DPPKB Kutim Tekan Keluarga Berisiko Stunting dan Berdayakan Lansia

 



 

SANGATTA, Prediksi.co.id – Dinas Pengendalian Penduduk dan Keluarga Berencana (DPPKB) Kutai Timur (Kutim) kini menggarap dua agenda besar sekaligus: pemberdayaan kelompok lanjut usia (lansia) dan percepatan penurunan jumlah keluarga berisiko stunting. Dua program ini disebut saling terkait dalam upaya meningkatkan kualitas hidup masyarakat Kutim.


Kepala DPPKB Kutim, Achmad Junaidi, menjelaskan, di bidang pemberdayaan lansia pihaknya mengembangkan program Sekolah Lansia yang menyasar warga berusia 40 tahun ke atas, sesuai klasifikasi Badan Kependudukan dan Keluarga Berencana Nasional (BKKBN). Program ini dirancang bukan sekadar mengisi waktu, tetapi membangun rasa percaya diri dan kebahagiaan di usia senja.


Selama satu tahun, peserta Sekolah Lansia mengikuti rangkaian kegiatan mulai dari senam kesehatan, latihan kesenian, hingga pelatihan keterampilan praktis. Di akhir program, mereka mengikuti wisuda sebagai bentuk pengakuan resmi atas partisipasi dan kemampuan yang telah diperoleh.

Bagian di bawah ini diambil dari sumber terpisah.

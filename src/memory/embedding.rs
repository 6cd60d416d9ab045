//! Embedding provider interface and OpenAI-compatible implementation

use crate::config::EmbeddingConfig;
use crate::error::{Error, Result};
use async_trait::async_trait;
use serde::{Deserialize, Serialize};
use std::time::Duration;

/// Converts text into a fixed-dimension vector
#[async_trait]
pub trait EmbeddingProvider: Send + Sync {
    /// Embed a single text
    async fn embed(&self, text: &str) -> Result<Vec<f32>>;

    /// Vector dimensions produced by this provider
    fn dimensions(&self) -> usize;

    /// Model name for logging
    fn model_name(&self) -> &str;
}

/// OpenAI `/v1/embeddings` provider
pub struct OpenAiEmbedding {
    client: reqwest::Client,
    api_key: String,
    base_url: String,
    model: String,
    dimensions: usize,
}

#[derive(Serialize)]
struct EmbeddingRequest {
    model: String,
    input: Vec<String>,
}

#[derive(Deserialize)]
struct EmbeddingResponse {
    data: Vec<EmbeddingData>,
}

#[derive(Deserialize)]
struct EmbeddingData {
    embedding: Vec<f32>,
}

/// Endpoint for a configured base URL
fn embeddings_url(base_url: &str) -> String {
    format!("{}/v1/embeddings", base_url.trim_end_matches('/'))
}

impl OpenAiEmbedding {
    /// Create a provider from config with a request-scoped timeout
    pub fn new(config: &EmbeddingConfig, api_key: String) -> Result<Self> {
        let client = reqwest::Client::builder()
            .timeout(Duration::from_secs(config.timeout_secs))
            .build()
            .map_err(|e| Error::Embedding(format!("failed to build HTTP client: {e}")))?;

        Ok(Self {
            client,
            api_key,
            base_url: config.base_url.clone(),
            model: config.model.clone(),
            dimensions: config.dimensions,
        })
    }
}

#[async_trait]
impl EmbeddingProvider for OpenAiEmbedding {
    async fn embed(&self, text: &str) -> Result<Vec<f32>> {
        let request = EmbeddingRequest {
            model: self.model.clone(),
            input: vec![text.to_string()],
        };

        let response = self
            .client
            .post(embeddings_url(&self.base_url))
            .bearer_auth(&self.api_key)
            .json(&request)
            .send()
            .await
            .map_err(|e| Error::Embedding(format!("embedding request failed: {e}")))?;

        let status = response.status();
        if !status.is_success() {
            let body = response.text().await.unwrap_or_default();
            return Err(Error::Embedding(format!(
                "embedding API error {status}: {body}"
            )));
        }

        let parsed: EmbeddingResponse = response
            .json()
            .await
            .map_err(|e| Error::Embedding(format!("malformed embedding response: {e}")))?;

        let embedding = parsed
            .data
            .into_iter()
            .next()
            .map(|d| d.embedding)
            .ok_or_else(|| Error::Embedding("empty embedding response".to_string()))?;

        if embedding.len() != self.dimensions {
            return Err(Error::Embedding(format!(
                "expected {} dimensions, got {}",
                self.dimensions,
                embedding.len()
            )));
        }

        Ok(embedding)
    }

    fn dimensions(&self) -> usize {
        self.dimensions
    }

    fn model_name(&self) -> &str {
        &self.model
    }
}

#[cfg(test)]
mod tests {
    use super::*;

    #[test]
    fn test_embeddings_url() {
        assert_eq!(
            embeddings_url("https://api.openai.com"),
            "https://api.openai.com/v1/embeddings"
        );
        assert_eq!(
            embeddings_url("https://api.openai.com/"),
            "https://api.openai.com/v1/embeddings"
        );
    }

    #[test]
    fn test_response_parsing() {
        let json = r#"{"data": [{"embedding": [0.1, 0.2, 0.3]}]}"#;
        let parsed: EmbeddingResponse = serde_json::from_str(json).unwrap();
        assert_eq!(parsed.data[0].embedding, vec![0.1, 0.2, 0.3]);
    }

    #[test]
    fn test_provider_reports_config() {
        let config = EmbeddingConfig::default();
        let provider = OpenAiEmbedding::new(&config, "sk-test".to_string()).unwrap();
        assert_eq!(provider.dimensions(), 1536);
        assert_eq!(provider.model_name(), "text-embedding-3-small");
    }
}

Pelaksanaan Sekolah Lansia merupakan kerja sama dengan Dinas Pendidikan Kutim. DPPKB memanfaatkan lembaga non formal seperti Pusat Kegiatan Belajar Masyarakat (PKBM) dan lembaga kursus serta pelatihan. Para guru dan pamong di PKBM dilibatkan sebagai pelatih, bahkan laboratorium yang ada di unit pendidikan tersebut digunakan untuk praktik keterampilan. Junaidi berharap, setelah lulus, para lansia dapat mengembangkan usaha kecil atau turut membantu ekonomi keluarga.


Di sisi lain, DPPKB Kutim juga fokus menurunkan jumlah keluarga berisiko stunting dari 19.000 menjadi 11.000 sesuai target Peraturan Bupati. Saat ini prevalensi stunting berada di kisaran 26 persen dan diupayakan turun menjadi 24 persen atau lebih rendah. Dua kecamatan, Sangatta Utara dan Bengalon, menjadi penyumbang terbesar kasus keluarga berisiko.

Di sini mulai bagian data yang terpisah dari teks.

//! seedexpr - evaluate seed cell expressions from the command line
//!
//! Usage:
//!   seedexpr -c "expr"    Evaluate a single expression
//!   seedexpr file.txt     Evaluate one expression per line
//!   seedexpr              Read expressions from stdin

mod cli;

use seedexpr::{Config, Evaluator};
use std::env;
use std::process::ExitCode;
use std::sync::Arc;
use tracing_subscriber::EnvFilter;

use crate::cli::{parse_args, print_help, print_version, run};

/// Environment variable holding a tracing filter; overrides the config file
const LOG_ENV: &str = "SEEDEXPR_LOG";

fn init_logging(config: &Config) {
    let filter = EnvFilter::try_from_env(LOG_ENV)
        .unwrap_or_else(|_| EnvFilter::new(&config.log.filter));

    let _ = tracing_subscriber::fmt()
        .with_env_filter(filter)
        .with_writer(std::io::stderr)
        .try_init();
}

fn main() -> ExitCode {
    let args: Vec<String> = env::args().collect();

    let cli = match parse_args(&args) {
        Ok(cli) => cli,
        Err(e) => {
            eprintln!("error: {}", e);
            eprintln!("Try 'seedexpr --help' for usage.");
            return ExitCode::from(2);
        }
    };

    if cli.help {
        print_help();
        return ExitCode::SUCCESS;
    }

    if cli.version {
        print_version();
        return ExitCode::SUCCESS;
    }

    let config = match &cli.config {
        Some(path) => Config::load(path),
        None => Config::discover(),
    };
    let config = match config {
        Ok(config) => config,
        Err(e) => {
            eprintln!("error: config: {}", e);
            return ExitCode::from(2);
        }
    };

    init_logging(&config);

    let registry = Arc::new(config.build_registry());
    tracing::debug!(functions = ?registry.names(), "registry ready");
    let evaluator = Evaluator::new(registry);

    match run(&evaluator, &cli) {
        Ok(()) => ExitCode::SUCCESS,
        Err(e) => {
            eprintln!("error: {}", e);
            ExitCode::from(1)
        }
    }
}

Analisis data Keluarga Berisiko Stunting (KRS) dilakukan dengan menelaah faktor “4T”: Terlalu Dekat jarak kelahiran, Terlalu Muda usia ibu, Terlalu Banyak jumlah anak, dan Terlalu Tua usia ibu saat melahirkan. Dari hasil pendampingan keluarga, jarak kelahiran yang rapat kerap membuat pengasuhan dan pendidikan anak terabaikan.


Karena itu, DPPKB mendorong peralihan dari kontrasepsi tradisional ke metode KB modern melalui edukasi tim pendamping keluarga. Upaya fisik dilakukan melalui sinergi dengan Perangkat Daerah lain, termasuk program 1.000 Rumah Layak Huni (RLH) yang mengutamakan sanitasi dan sirkulasi udara sehat bagi keluarga berisiko. (Adv Prokopim Kutim/Sol/Le).